Work instruction: Would you count the lines below that contain the string "Ignoring" and reply with that number only?

Dataset excerpts:
//! The tour state machine.
//!
//! ```text
//! Idle --start_tour--> Loading(default) --load ok--> Displaying(n)
//! Displaying(n) --select_hotspot(t)--> Loading(t, previous = n)
//! Loading(t) --load failed--> Displaying(previous) | Idle (no previous)
//! any --exit--> Idle
//! ```
//!
//! Hotspots for a node are only installed after that node's panorama is on the
//! background, and they are removed the moment a different node starts loading.

use glam::Vec3;

use super::session::TourSession;
use super::stage::Stage;
use crate::error::GalleryError;
use crate::hotspot::HotspotPlacer;
use crate::loader::{LoadCompletion, PanoramaLoader};
use crate::model::{CatalogItem, Category, CategoryKind, TourGraph};

/// Where the viewer's eye is, in the panorama frame.
pub trait ViewerPosition {
    /// Current eye position. Queried once per placement.
    fn viewer_position(&self) -> Vec3;
}

impl ViewerPosition for Vec3 {
    fn viewer_position(&self) -> Vec3 {
        *self
    }
}

impl<F: Fn() -> Vec3> ViewerPosition for F {
    fn viewer_position(&self) -> Vec3 {
        self()
    }
}

/// Notifications for the surrounding UI.
pub trait TourListener {
    /// A node became the displayed node.
    fn on_navigate(&mut self, _node_id: &str) {}

    /// `exit()` finished; the UI can restore its previous panels.
    fn on_tour_exit(&mut self) {}

    /// A load failed and there was no previous node to fall back to.
    fn on_load_error(&mut self, _error: &GalleryError) {}
}

/// Listener that ignores everything.
pub struct NoopListener;

impl TourListener for NoopListener {}

/// Navigator state.
#[derive(Debug, Clone, Default, PartialEq, Eq)]
pub enum TourState {
    /// No tour active
    #[default]
    Idle,
    /// Waiting for a node's panorama
    Loading {
        /// Node being loaded
        node: String,
        /// Node still on screen, if any
        previous: Option<String>,
    },
    /// A node's panorama and hotspots are on screen
    Displaying {
        /// Displayed node
        node: String,
    },
}

impl TourState {
    /// Short state name for logs and errors.
    pub fn name(&self) -> &'static str {
        match self {
            TourState::Idle => "idle",
            TourState::Loading { .. } => "loading",
            TourState::Displaying { .. } => "displaying",
        }
    }
}

/// Drives a tour: owns the session, the loader and the stage.
pub struct TourNavigator {
    loader: PanoramaLoader,
    placer: HotspotPlacer,
    viewer: Box<dyn ViewerPosition>,
    listener: Box<dyn TourListener>,
    state: TourState,
    session: Option<TourSession>,
    stage: Stage,
}

impl TourNavigator {
    /// Create an idle navigator.
    pub fn new(
        loader: PanoramaLoader,
        placer: HotspotPlacer,
        viewer: impl ViewerPosition + 'static,
    ) -> Self {
        Self {
            loader,
            placer,
            viewer: Box::new(viewer),
            listener: Box::new(NoopListener),
            state: TourState::Idle,
            session: None,
            stage: Stage::new(),
        }
    }

    /// Attach a listener (builder style).
    pub fn with_listener(mut self, listener: impl TourListener + 'static) -> Self {
        self.set_listener(listener);
        self
    }

    /// Replace the listener.
    pub fn set_listener(&mut self, listener: impl TourListener + 'static) {
        self.listener = Box::new(listener);
    }

    /// Replace the viewer position provider.
    pub fn set_viewer(&mut self, viewer: impl ViewerPosition + 'static) {
        self.viewer = Box::new(viewer);
    }

    /// Current state.
    pub fn state(&self) -> &TourState {
        &self.state
    }

    /// Render-facing state.
    pub fn stage(&self) -> &Stage {
        &self.stage
    }

    /// The live session, if any.
    pub fn session(&self) -> Option<&TourSession> {
        self.session.as_ref()
    }

    /// Whether a tour is live.
    pub fn is_active(&self) -> bool {
        self.session.is_some()
    }

    /// The hotspot placer (and its icon registry).
    pub fn placer(&self) -> &HotspotPlacer {
        &self.placer
    }

    /// Open a tour category at its default node.
    ///
    /// Any live tour is torn down first, together with its pending load.
    pub fn start_tour(&mut self, category: &Category) -> Result<(), GalleryError> {
        if category.kind != CategoryKind::Tour {
            return Err(GalleryError::NotATour {
                category: category.name.clone(),
            });
        }
        if category.is_empty() {
            return Err(GalleryError::EmptyCategory {
                category: category.name.clone(),
            });
        }

        let graph = TourGraph::from_items(&category.items);
        graph.log_diagnostics();
        log::info!(
            "Starting tour '{}' with {} nodes",
            category.name,
            graph.len()
        );
        self.begin_session(&category.name, graph)
    }

    /// Show a standalone panoramic item as a single-node tour.
    pub fn start_panorama(&mut self, item: &CatalogItem) -> Result<(), GalleryError> {
        if !item.is_panoramic {
            log::warn!("Showing non-panoramic item '{}' on the sky-sphere", item.id);
        }
        log::info!("Opening panorama '{}'", item.id);
        self.begin_session(&item.display_name, TourGraph::from_items(std::slice::from_ref(item)))
    }

    /// Apply finished loads. Returns true if the state changed.
    pub fn poll(&mut self) -> bool {
        let mut changed = false;
        while let Some(completion) = self.loader.poll() {
            changed |= self.apply_completion(completion);
        }
        changed
    }

    /// Follow a hotspot to `target_node_id`.
    ///
    /// Only valid while displaying. An unknown target is logged and leaves the
    /// state untouched.
    pub fn select_hotspot(&mut self, target_node_id: &str) -> Result<(), GalleryError> {
        let TourState::Displaying { node } = &self.state else {
            return Err(GalleryError::InvalidState {
                operation: "select a hotspot",
                state: self.state.name(),
            });
        };
        let current = node.clone();

        let known = self
            .session
            .as_ref()
            .is_some_and(|s| s.graph().contains(target_node_id));
        if !known {
            let err = GalleryError::unknown_node(target_node_id);
            log::warn!("{} (staying on '{}')", err, current);
            return Err(err);
        }

        log::debug!("Hotspot selected: '{}' -> '{}'", current, target_node_id);
        // Stale click handlers must not outlive the node they belong to
        self.stage.clear_hotspots();
        self.begin_load(target_node_id, Some(current));
        Ok(())
    }

    /// Re-place the current node's hotspots from a fresh viewer position.
    pub fn refresh_hotspots(&mut self) -> Result<(), GalleryError> {
        let TourState::Displaying { node } = &self.state else {
            return Err(GalleryError::InvalidState {
                operation: "refresh hotspots",
                state: self.state.name(),
            });
        };
        let node = node.clone();
        self.install_hotspots_for(&node);
        Ok(())
    }

    /// Leave the tour and restore the pre-tour background. No-op when idle.
    pub fn exit(&mut self) {
        if self.state == TourState::Idle && self.session.is_none() {
            log::debug!("exit() while idle, nothing to do");
            return;
        }
        log::info!("Exiting tour");
        self.teardown();
        self.listener.on_tour_exit();
    }

    fn begin_session(&mut self, name: &str, graph: TourGraph) -> Result<(), GalleryError> {
        if self.session.is_some() {
            log::debug!("Replacing live tour session");
            self.teardown();
        }

        let Some(entry) = graph.default_node().map(|n| n.id.clone()) else {
            return Err(GalleryError::EmptyCategory {
                category: name.to_string(),
            });
        };

        self.session = Some(TourSession::new(name, graph));
        self.begin_load(&entry, None);
        Ok(())
    }

    fn begin_load(&mut self, node_id: &str, previous: Option<String>) {
        let Some(session) = self.session.as_mut() else {
            return;
        };
        let Some(node) = session.graph().node(node_id) else {
            return;
        };

        let token = self.loader.load(&node.media_url, node.media_kind);
        session.set_active_load(token.id());
        log::debug!(
            "Loading node '{}' (previous: {:?})",
            node_id,
            previous.as_deref()
        );
        self.state = TourState::Loading {
            node: node_id.to_string(),
            previous,
        };
    }

    fn apply_completion(&mut self, completion: LoadCompletion) -> bool {
        let TourState::Loading { node, previous } = self.state.clone() else {
            log::debug!("Ignoring load completion while {}", self.state.name());
            return false;
        };
        let expected = self.session.as_ref().and_then(|s| s.active_load());
        if expected != Some(completion.token_id) {
            log::debug!("Ignoring completion of superseded load {}", completion.token_id);
            return false;
        }

        match completion.result {
            Ok(texture) => {
                self.stage.show_panorama(&node, texture);
                if let Some(session) = self.session.as_mut() {
                    session.set_current_node(&node);
                }
                self.state = TourState::Displaying { node: node.clone() };
                self.install_hotspots_for(&node);
                log::info!("Displaying node '{}'", node);
                self.listener.on_navigate(&node);
            }
            Err(err) => match previous {
                Some(previous) => {
                    log::warn!("{}; staying on '{}'", err, previous);
                    self.state = TourState::Displaying {
                        node: previous.clone(),
                    };
                    self.install_hotspots_for(&previous);
                }
                None => {
                    log::error!("{}; closing tour", err);
                    self.teardown();
                    self.listener.on_load_error(&err);
                }
            },
        }
        true
    }

    fn install_hotspots_for(&mut self, node_id: &str) {
        let Some(node) = self.session.as_ref().and_then(|s| s.graph().node(node_id)) else {
            self.stage.clear_hotspots();
            return;
        };

        let viewer = self.viewer.viewer_position();
        let placed = self.placer.place_hotspots(&node.hotspots, viewer);
        if placed.is_empty() {
            log::debug!("Node '{}' has no hotspots", node_id);
        } else {
            log::debug!("Installing {} hotspots on '{}'", placed.len(), node_id);
        }
        self.stage.install_hotspots(placed);
    }

    fn teardown(&mut self) {
        self.loader.cancel();
        self.stage.clear_hotspots();
        self.stage.restore_background();
        self.session = None;
        self.state = TourState::Idle;
    }
}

Answer: 2